= Jón Thoroddsen junior =

Icelandic writer

Jón Thoroddsen (18 February 1898 – 1 January 1925) was an Icelandic poet and playwright.

== Early life ==
Jón was born in Ísafjörður in the West Fjords region of Iceland. One of thirteen children, his parents were sýslumaður Skúli Thoroddsen and poet Theodóra Guðmundsdóttir Thoroddsen. Jón graduated from Reykjavík Junior College in 1918, studied at the University of Copenhagen in 1919, and completed the law exam at the University of Iceland in 1924.

== Career ==
In 1922, Jón published Flugur, a collection of short texts that scholars have since identified as the first collection of prose poetry in the Icelandic language. Prior to the publication of Flugur, prose poetry was rare in Icelandic literature. Thus, Jón's work was an important contribution to Icelandic modernism. The same year, he also published the three-act play María Magdalena and he published a number of other pieces in the Icelandic periodicals Eimreiðin, Iðunn, and Skírnir.

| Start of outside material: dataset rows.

//! Field-binding tables and element value extraction.
//!
//! A target shape describes each of its fields once, as a [`FieldBinding`]:
//! the field name, optional explicit element / linked-item codenames, and a
//! slot saying what kind of value the field holds and how to assign it. The
//! table is built once per shape (usually by `#[derive(ContentShape)]`) and
//! read by the [`Projector`](super::Projector) on every conversion.
//!
//! ```text
//! Slot              rules tried (first match wins)
//! ----------------  ---------------------------------------------------
//! System            always the item's own system block
//! Value             explicit element -> implicit element (field name)
//! Linked            explicit linked item -> implicit linked item
//! Collection        explicit linked-item list -> every visible item
//!                   (filtered by the element type's content type)
//! ReadOnly          skipped
//! ```

use chrono::{DateTime, Utc};
use regex::Regex;
use rust_decimal::prelude::ToPrimitive;
use rust_decimal::Decimal;
use std::sync::LazyLock;

use super::{ContentShape, DynamicItem, Projector};
use crate::error::Result;
use crate::model::{
    Asset, ClosureView, ContentItem, Element, ElementValue, KeyedMap, MultipleChoiceOption,
    RichTextElement, System, Taxonomy,
};
use crate::registry::ShapeDescriptor;

static CAMEL_BOUNDARY_RE: LazyLock<Regex> =
    LazyLock::new(|| Regex::new(r"([a-z])([A-Z]+)").unwrap());

/// Element codename a field name implicitly binds to: `productName` and
/// `product_name` both become `product_name`.
pub fn codename_candidate(field: &str) -> String {
    CAMEL_BOUNDARY_RE
        .replace_all(field.trim_start_matches("r#"), "${1}_${2}")
        .to_lowercase()
}

// ============================================================================
// VALUE EXTRACTION
// ============================================================================

/// The element variant does not fit the field type.
#[derive(Debug, Clone, Copy, PartialEq, Eq)]
pub struct ValueMismatch;

/// Conversion from an element to a field value.
///
/// `Ok(None)` means the element holds no value (a `null` number or date); the
/// field keeps its zero value. `Err(ValueMismatch)` means the element variant
/// cannot be assigned to this type at all.
pub trait FromElement: Sized + 'static {
    /// Element kinds accepted, as reported in errors.
    const ACCEPTS: &'static str;

    fn from_element(element: &Element) -> std::result::Result<Option<Self>, ValueMismatch>;
}

impl FromElement for String {
    const ACCEPTS: &'static str = "text, rich_text or url_slug";

    fn from_element(element: &Element) -> std::result::Result<Option<Self>, ValueMismatch> {
        element
            .value()
            .as_text()
            .map(|s| Some(s.to_string()))
            .ok_or(ValueMismatch)
    }
}

impl FromElement for Decimal {
    const ACCEPTS: &'static str = "number";

    fn from_element(element: &Element) -> std::result::Result<Option<Self>, ValueMismatch> {
        match element.value() {
            ElementValue::Number { value } => Ok(*value),
            _ => Err(ValueMismatch),
        }
    }
}

impl FromElement for f64 {
    const ACCEPTS: &'static str = "number";

    fn from_element(element: &Element) -> std::result::Result<Option<Self>, ValueMismatch> {
        Decimal::from_element(element).map(|value| value.and_then(|d| d.to_f64()))
    }
}

impl FromElement for DateTime<Utc> {
    const ACCEPTS: &'static str = "date_time";

    fn from_element(element: &Element) -> std::result::Result<Option<Self>, ValueMismatch> {
        match element.value() {
            ElementValue::DateTime { value } => Ok(*value),
            _ => Err(ValueMismatch),
        }
    }
}

impl FromElement for Vec<Asset> {
    const ACCEPTS: &'static str = "asset";

    fn from_element(element: &Element) -> std::result::Result<Option<Self>, ValueMismatch> {
        match element.value() {
            ElementValue::AssetList { value } => Ok(Some(value.clone())),
            _ => Err(ValueMismatch),
        }
    }
}

impl FromElement for Vec<MultipleChoiceOption> {
    const ACCEPTS: &'static str = "multiple_choice";

    fn from_element(element: &Element) -> std::result::Result<Option<Self>, ValueMismatch> {
        match element.value() {
            ElementValue::MultipleChoice { value, .. } => Ok(Some(value.clone())),
            _ => Err(ValueMismatch),
        }
    }
}

impl FromElement for Vec<Taxonomy> {
    const ACCEPTS: &'static str = "taxonomy";

    fn from_element(element: &Element) -> std::result::Result<Option<Self>, ValueMismatch> {
        match element.value() {
            ElementValue::Taxonomy { value, .. } => Ok(Some(value.clone())),
            _ => Err(ValueMismatch),
        }
    }
}

/// Codenames of a linked-items element.
impl FromElement for Vec<String> {
    const ACCEPTS: &'static str = "modular_content";

    fn from_element(element: &Element) -> std::result::Result<Option<Self>, ValueMismatch> {
        match element.value() {
            ElementValue::LinkedItemList { value } => Ok(Some(value.clone())),
            _ => Err(ValueMismatch),
        }
    }
}

impl FromElement for RichTextElement {
    const ACCEPTS: &'static str = "rich_text";

    fn from_element(element: &Element) -> std::result::Result<Option<Self>, ValueMismatch> {
        element.as_rich_text().cloned().map(Some).ok_or(ValueMismatch)
    }
}

impl FromElement for Element {
    const ACCEPTS: &'static str = "any element";

    fn from_element(element: &Element) -> std::result::Result<Option<Self>, ValueMismatch> {
        Ok(Some(element.clone()))
    }
}

// ============================================================================
// BINDINGS
// ============================================================================

pub(crate) type ValueFn<S> =
    Box<dyn Fn(&mut S, &Element) -> std::result::Result<(), ValueMismatch> + Send + Sync>;

pub(crate) type LinkedFn<S> = Box<
    dyn Fn(&Projector<'_>, &mut S, &ContentItem, &ClosureView<'_>) -> Result<()> + Send + Sync,
>;

pub(crate) type CollectionFn<S> = Box<
    dyn Fn(&Projector<'_>, &mut S, &[&ContentItem], &ClosureView<'_>) -> Result<()>
        + Send
        + Sync,
>;

/// Element type of a collection field.
#[derive(Debug, Clone, Copy, PartialEq)]
pub enum ElementKind {
    /// Native items: every visible entry, unconverted.
    Item,
    /// Every visible entry, converted by content-type dispatch.
    Dynamic,
    /// Entries whose content type maps to this shape.
    Shape(ShapeDescriptor),
}

pub(crate) enum Slot<S> {
    System(fn(&mut S, System)),
    Value {
        accepts: &'static str,
        assign: ValueFn<S>,
    },
    Linked(LinkedFn<S>),
    Collection {
        kind: ElementKind,
        assign: CollectionFn<S>,
    },
    ReadOnly,
}

/// How one field of shape `S` is populated from a content item.
pub struct FieldBinding<S> {
    field: &'static str,
    candidate: String,
    element: Option<&'static str>,
    linked_item: Option<&'static str>,
    pub(crate) slot: Slot<S>,
}

fn linked_fn<S, F>(f: F) -> LinkedFn<S>
where
    F: Fn(&Projector<'_>, &mut S, &ContentItem, &ClosureView<'_>) -> Result<()>
        + Send
        + Sync
        + 'static,
{
    Box::new(f)
}

fn collection_fn<S, F>(f: F) -> CollectionFn<S>
where
    F: Fn(&Projector<'_>, &mut S, &[&ContentItem], &ClosureView<'_>) -> Result<()>
        + Send
        + Sync
        + 'static,
{
    Box::new(f)
}

impl<S: ContentShape> FieldBinding<S> {
    fn with_slot(field: &'static str, slot: Slot<S>) -> Self {
        Self {
            field,
            candidate: codename_candidate(field),
            element: None,
            linked_item: None,
            slot,
        }
    }

    /// Field holding the item's system block.
    pub fn system(field: &'static str, set: fn(&mut S, System)) -> Self {
        Self::with_slot(field, Slot::System(set))
    }

    /// Field holding an element value.
    pub fn element<V: FromElement>(field: &'static str, set: fn(&mut S, V)) -> Self {
        let assign: ValueFn<S> = Box::new(move |target: &mut S, element: &Element| {
            if let Some(value) = V::from_element(element)? {
                set(target, value);
            }
            Ok(())
        });
        Self::with_slot(
            field,
            Slot::Value {
                accepts: V::ACCEPTS,
                assign,
            },
        )
    }

    /// Field holding one linked item converted to shape `T`.
    pub fn linked_item<T: ContentShape>(field: &'static str, set: fn(&mut S, T)) -> Self {
        Self::with_slot(
            field,
            Slot::Linked(linked_fn(move |p, target: &mut S, item, view| {
                set(target, p.convert::<T>(item, view)?);
                Ok(())
            })),
        )
    }

    /// Field holding one linked item as a native item.
    pub fn linked_content_item(field: &'static str, set: fn(&mut S, ContentItem)) -> Self {
        Self::with_slot(
            field,
            Slot::Linked(linked_fn(move |_, target: &mut S, item, _| {
                set(target, item.clone());
                Ok(())
            })),
        )
    }

    /// Field holding one linked item converted by content-type dispatch.
    pub fn linked_dynamic(field: &'static str, set: fn(&mut S, DynamicItem)) -> Self {
        Self::with_slot(
            field,
            Slot::Linked(linked_fn(move |p, target: &mut S, item, view| {
                set(target, p.convert_dynamic(item, view)?);
                Ok(())
            })),
        )
    }

    /// List of linked items of shape `T`, in source order.
    pub fn list<T: ContentShape>(field: &'static str, set: fn(&mut S, Vec<T>)) -> Self {
        Self::with_slot(
            field,
            Slot::Collection {
                kind: ElementKind::Shape(ShapeDescriptor::of::<T>()),
                assign: collection_fn(move |p, target: &mut S, entries, view| {
                    let mut out = Vec::with_capacity(entries.len());
                    for item in entries {
                        out.push(p.convert::<T>(item, &view.without(item.codename()))?);
                    }
                    set(target, out);
                    Ok(())
                }),
            },
        )
    }

    /// List of every visible linked item, unconverted.
    pub fn content_item_list(field: &'static str, set: fn(&mut S, Vec<ContentItem>)) -> Self {
        Self::with_slot(
            field,
            Slot::Collection {
                kind: ElementKind::Item,
                assign: collection_fn(move |_, target: &mut S, entries, _| {
                    set(target, entries.iter().map(|item| (*item).clone()).collect());
                    Ok(())
                }),
            },
        )
    }

    /// List of every visible linked item, converted by content-type dispatch.
    pub fn dynamic_list(field: &'static str, set: fn(&mut S, Vec<DynamicItem>)) -> Self {
        Self::with_slot(
            field,
            Slot::Collection {
                kind: ElementKind::Dynamic,
                assign: collection_fn(move |p, target: &mut S, entries, view| {
                    let mut out = Vec::with_capacity(entries.len());
                    for item in entries {
                        out.push(p.convert_dynamic(item, &view.without(item.codename()))?);
                    }
                    set(target, out);
                    Ok(())
                }),
            },
        )
    }

    /// Map of linked items of shape `T`, keyed by codename in source order.
    pub fn map<T: ContentShape>(field: &'static str, set: fn(&mut S, KeyedMap<T>)) -> Self {
        Self::with_slot(
            field,
            Slot::Collection {
                kind: ElementKind::Shape(ShapeDescriptor::of::<T>()),
                assign: collection_fn(move |p, target: &mut S, entries, view| {
                    let mut out = KeyedMap::new();
                    for item in entries {
                        let value = p.convert::<T>(item, &view.without(item.codename()))?;
                        out.insert(item.codename(), value);
                    }
                    set(target, out);
                    Ok(())
                }),
            },
        )
    }

    /// Map of every visible linked item, unconverted.
    pub fn content_item_map(field: &'static str, set: fn(&mut S, KeyedMap<ContentItem>)) -> Self {
        Self::with_slot(
            field,
            Slot::Collection {
                kind: ElementKind::Item,
                assign: collection_fn(move |_, target: &mut S, entries, _| {
                    set(
                        target,
                        entries
                            .iter()
                            .map(|item| (item.codename(), (*item).clone()))
                            .collect(),
                    );
                    Ok(())
                }),
            },
        )
    }

    /// Map of every visible linked item, converted by content-type dispatch.
    pub fn dynamic_map(field: &'static str, set: fn(&mut S, KeyedMap<DynamicItem>)) -> Self {
        Self::with_slot(
            field,
            Slot::Collection {
                kind: ElementKind::Dynamic,
                assign: collection_fn(move |p, target: &mut S, entries, view| {
                    let mut out = KeyedMap::new();
                    for item in entries {
                        let value = p.convert_dynamic(item, &view.without(item.codename()))?;
                        out.insert(item.codename(), value);
                    }
                    set(target, out);
                    Ok(())
                }),
            },
        )
    }

    /// Field with no write accessor. Listed so the projector can report it,
    /// never assigned.
    pub fn read_only(field: &'static str) -> Self {
        Self::with_slot(field, Slot::ReadOnly)
    }

    /// Bind to this element codename ahead of the field-name match.
    pub fn bind_element(mut self, codename: &'static str) -> Self {
        self.element = Some(codename);
        self
    }

    /// Bind to this linked item (or linked-items element, for collections)
    /// ahead of the implicit match.
    pub fn bind_linked_item(mut self, codename: &'static str) -> Self {
        self.linked_item = Some(codename);
        self
    }

    pub fn field(&self) -> &'static str {
        self.field
    }

    /// Codename the field name implicitly binds to.
    pub fn candidate(&self) -> &str {
        &self.candidate
    }

    pub fn element_codename(&self) -> Option<&'static str> {
        self.element
    }

    pub fn linked_item_codename(&self) -> Option<&'static str> {
        self.linked_item
    }
}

Outside of his literary activities, Jón was an active member of Iceland's Social Democratic Party. He was the party's candidate in the Norður-Ísafjarðarsýsla district in the 1923 parliamentary election but lost, receiving 30.67% of the vote.

== Death and legacy ==
Jón was hit by a tram in Copenhagen on 24 December 1924. He died a week later at the age of 26 on 1 January 1925. In 1933, Tómas Guðmundsson composed the elegy "Jón Thoroddsen. Cand. jur. In Memoriam," which is thought to be one of Iceland's greatest elegies.

Flugur was republished in 1986 and again in 2002 by Icelandic publisher JPV. The collection was also translated into English and published alongside the work of his mother Theodóra in 2020.